À l’approche de l’Assemblée générale des Nations Unies, le Ghana semble prêt à saisir une occasion historique de relancer le débat sur la traite transatlantique. Le pays entend s’appuyer sur son rôle historique de principal point de départ pour les Africains réduits en esclavage et destinés aux Amériques et à l’Europe, ainsi que sur le soutien continental et international dont il bénéficie. Ce soutien contraste fortement avec la réticence manifeste des pays occidentaux à reconnaître les principes internationaux relatifs au droit à réparation, à la réhabilitation et à la justice.

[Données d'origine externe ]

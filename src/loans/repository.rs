pub mod file_loan_repository;

use async_trait::async_trait;
use crate::core::library::LibraryResult;
use crate::core::repository::Repository;
use crate::loans::domain::model::LoanEntity;


#[async_trait]
pub trait LoanRepository: Repository<LoanEntity> {
    // every loan in insertion order
    async fn list(&self) -> LibraryResult<Vec<LoanEntity>>;
}
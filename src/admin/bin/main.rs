use chrono::NaiveDate;
use clap::{Args, Parser, Subcommand, ValueEnum};
use biblio_admin::auth::controller as auth;
use biblio_admin::books::domain::StockAdjustment;
use biblio_admin::catalog::command::add_book_cmd::AddBookCommandRequest;
use biblio_admin::catalog::command::update_book_cmd::UpdateBookCommandRequest;
use biblio_admin::catalog::controller as catalog;
use biblio_admin::core::controller::{AppState, CliResult};
use biblio_admin::core::domain::Configuration;
use biblio_admin::dashboard::controller as dashboard;
use biblio_admin::loans::command::edit_loan_cmd::EditLoanCommandRequest;
use biblio_admin::loans::command::register_loan_cmd::RegisterLoanCommandRequest;
use biblio_admin::loans::controller as loans;
use biblio_admin::patrons::command::add_user_cmd::AddUserCommandRequest;
use biblio_admin::patrons::command::update_user_cmd::UpdateUserCommandRequest;
use biblio_admin::patrons::controller as patrons;
use biblio_admin::utils::date::parse_date;
use biblio_admin::utils::http::setup_tracing;

#[derive(Debug, Parser)]
#[command(name = "biblio", about = "Administration of the library catalog, users and loans")]
struct Cli {
    /// Base url of the catalog service
    #[arg(long, global = true)]
    catalog_url: Option<String>,

    /// Base url of the user service
    #[arg(long, global = true)]
    users_url: Option<String>,

    /// Directory holding the loan history and the session
    #[arg(long, global = true)]
    data_dir: Option<String>,

    #[command(subcommand)]
    command: Commands,
}

#[derive(Debug, Subcommand)]
enum Commands {
    /// Authenticates against the user service and keeps the token
    Login { matricula: String, password: String },
    /// Forgets the saved token
    Logout,
    /// Shows the logged in account
    Me,
    #[command(subcommand)]
    Books(BookCommands),
    #[command(subcommand)]
    Users(UserCommands),
    #[command(subcommand)]
    Loans(LoanCommands),
    /// Counters and recent activity
    Dashboard,
}

#[derive(Debug, Subcommand)]
enum BookCommands {
    List {
        #[arg(long)]
        filter: Option<String>,
    },
    /// Search done by the catalog service
    Search { term: String },
    Add {
        #[arg(long)]
        title: String,
        #[arg(long, default_value = "")]
        author: String,
        #[arg(long, default_value = "")]
        isbn: String,
        #[arg(long)]
        year: Option<i32>,
        #[arg(long)]
        quantity: Option<i64>,
    },
    Update {
        id: i64,
        #[arg(long)]
        title: Option<String>,
        #[arg(long)]
        author: Option<String>,
        #[arg(long)]
        isbn: Option<String>,
        #[arg(long)]
        year: Option<i32>,
        #[arg(long)]
        quantity: Option<i64>,
    },
    Remove { id: i64 },
    /// Imports a title by ISBN through the catalog service
    Import { isbn: String },
    /// Moves the stock kept by the catalog service by one copy
    Stock { id: i64, op: StockOp },
}

#[derive(Debug, Clone, ValueEnum)]
enum StockOp {
    Inc,
    Dec,
}

impl From<StockOp> for StockAdjustment {
    fn from(op: StockOp) -> Self {
        match op {
            StockOp::Inc => StockAdjustment::Increment,
            StockOp::Dec => StockAdjustment::Decrement,
        }
    }
}

#[derive(Debug, Args)]
struct UserFields {
    #[arg(long)]
    email: Option<String>,
    #[arg(long, value_parser = cli_date)]
    birth_date: Option<NaiveDate>,
    #[arg(long)]
    status: Option<String>,
    #[arg(long)]
    role: Option<String>,
}

#[derive(Debug, Subcommand)]
enum UserCommands {
    List {
        #[arg(long)]
        filter: Option<String>,
    },
    Add {
        #[arg(long)]
        name: String,
        #[arg(long)]
        cpf: String,
        #[command(flatten)]
        fields: UserFields,
        #[arg(long)]
        password: Option<String>,
    },
    Update {
        id: i64,
        #[arg(long)]
        name: Option<String>,
        #[arg(long)]
        cpf: Option<String>,
        #[command(flatten)]
        fields: UserFields,
    },
    Remove { id: i64 },
}

#[derive(Debug, Args)]
struct LoanFields {
    /// Loan date, yyyy-mm-dd
    #[arg(long)]
    date: Option<String>,
    /// Expected return date, yyyy-mm-dd
    #[arg(long)]
    due: Option<String>,
    #[arg(long)]
    status: Option<String>,
}

#[derive(Debug, Subcommand)]
enum LoanCommands {
    List {
        #[arg(long)]
        filter: Option<String>,
    },
    Register {
        #[arg(long)]
        user: i64,
        #[arg(long)]
        book: i64,
        #[command(flatten)]
        fields: LoanFields,
    },
    Edit {
        id: i64,
        #[arg(long)]
        user: Option<i64>,
        #[arg(long)]
        book: Option<i64>,
        #[command(flatten)]
        fields: LoanFields,
    },
    Return { id: i64 },
    Remove { id: i64 },
    /// Catalog with the copies left once open loans are counted
    Stock {
        #[arg(long)]
        ignore: Option<i64>,
    },
}

fn cli_date(value: &str) -> Result<NaiveDate, String> {
    parse_date(value).map_err(|err| err.message().to_string())
}

async fn run_books(state: &AppState, cmd: BookCommands) -> CliResult {
    match cmd {
        BookCommands::List { filter } => catalog::list_books(state, filter).await,
        BookCommands::Search { term } => catalog::search_books(state, &term).await,
        BookCommands::Add { title, author, isbn, year, quantity } => {
            let mut req = AddBookCommandRequest::new(&title, &author, &isbn);
            req.published_year = year;
            req.quantity = quantity;
            catalog::add_book(state, req).await
        }
        BookCommands::Update { id, title, author, isbn, year, quantity } => {
            let req = UpdateBookCommandRequest {
                book_id: id,
                title,
                author,
                isbn,
                published_year: year,
                quantity,
            };
            catalog::update_book(state, req).await
        }
        BookCommands::Remove { id } => catalog::remove_book(state, id).await,
        BookCommands::Import { isbn } => catalog::import_book(state, &isbn).await,
        BookCommands::Stock { id, op } => catalog::adjust_stock(state, id, op.into()).await,
    }
}

async fn run_users(state: &AppState, cmd: UserCommands) -> CliResult {
    match cmd {
        UserCommands::List { filter } => patrons::list_users(state, filter).await,
        UserCommands::Add { name, cpf, fields, password } => {
            let mut req = AddUserCommandRequest::new(&name, &cpf);
            req.email = fields.email;
            req.birth_date = fields.birth_date;
            req.status = fields.status;
            req.role = fields.role;
            req.password = password;
            patrons::add_user(state, req).await
        }
        UserCommands::Update { id, name, cpf, fields } => {
            let req = UpdateUserCommandRequest {
                user_id: id,
                name,
                cpf,
                email: fields.email,
                birth_date: fields.birth_date,
                status: fields.status,
                role: fields.role,
            };
            patrons::update_user(state, req).await
        }
        UserCommands::Remove { id } => patrons::remove_user(state, id).await,
    }
}

async fn run_loans(state: &AppState, cmd: LoanCommands) -> CliResult {
    match cmd {
        LoanCommands::List { filter } => loans::list_loans(state, filter).await,
        LoanCommands::Register { user, book, fields } => {
            let req = RegisterLoanCommandRequest {
                user_id: Some(user),
                book_id: Some(book),
                loan_date: fields.date,
                due_date: fields.due,
                status: fields.status,
            };
            loans::register_loan(state, req).await
        }
        LoanCommands::Edit { id, user, book, fields } => {
            let req = EditLoanCommandRequest {
                loan_id: id,
                user_id: user,
                book_id: book,
                loan_date: fields.date,
                due_date: fields.due,
                status: fields.status,
            };
            loans::edit_loan(state, req).await
        }
        LoanCommands::Return { id } => loans::return_loan(state, id).await,
        LoanCommands::Remove { id } => loans::remove_loan(state, id).await,
        LoanCommands::Stock { ignore } => loans::books_stock(state, ignore).await,
    }
}

#[tokio::main]
async fn main() {
    let cli = Cli::parse();

    let mut config = Configuration::from_env().with_urls(cli.catalog_url, cli.users_url);
    if let Some(dir) = cli.data_dir {
        config.data_dir = dir.into();
    }
    setup_tracing(&config.log_level, config.log_json);
    let state = AppState::new(config);

    let res = match cli.command {
        Commands::Login { matricula, password } => auth::login(&state, &matricula, &password).await,
        Commands::Logout => auth::logout(&state).await,
        Commands::Me => auth::me(&state).await,
        Commands::Books(cmd) => run_books(&state, cmd).await,
        Commands::Users(cmd) => run_users(&state, cmd).await,
        Commands::Loans(cmd) => run_loans(&state, cmd).await,
        Commands::Dashboard => dashboard::dashboard(&state).await,
    };

    match res {
        Ok(out) => println!("{}", out),
        Err(err) => {
            eprintln!("error: {}", err.message);
            std::process::exit(err.code);
        }
    }
}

Lors du sommet de l’Union africaine qui s’est tenu à Addis-Abeba à la mi-février, le président ghanéen John Dramani Mahama a annoncé que son pays soumettrait à l’Assemblée générale des Nations Unies un projet de résolution ayant recueilli un important soutien africain. Cette résolution vise à qualifier la « traite négrière en Afrique » de « crime le plus grave contre l’humanité » et son examen est prévu pour le 25 mars, Journée internationale de commémoration des victimes de l’esclavage et de la traite transatlantique. Dans son discours de clôture à la conférence, John Mahama a souligné que l’adoption de la résolution de l’ONU « n’effacera pas l’histoire de l’esclavage transatlantique, mais la reconnaîtra », sans viser aucun pays en particulier.
Il a insisté sur le fait que la question ne se limite pas à la demande de compensation financière, mais vise avant tout à rétablir les droits historiques et à consolider la reconnaissance internationale des souffrances endurées par des millions d’Africains. Selon le président ghanéen, le mouvement africain en faveur de la reconnaissance internationale des victimes de la traite transatlantique a réalisé des « progrès significatifs ». Il a affirmé que cette initiative « est fermement ancrée dans le droit international » et que l’esclavage est interdit par le droit international. Le président ghanéen a expliqué que le projet africain repose sur trois piliers principaux : la rigueur historique, la solidité du cadre juridique et le consensus continental et diasporique.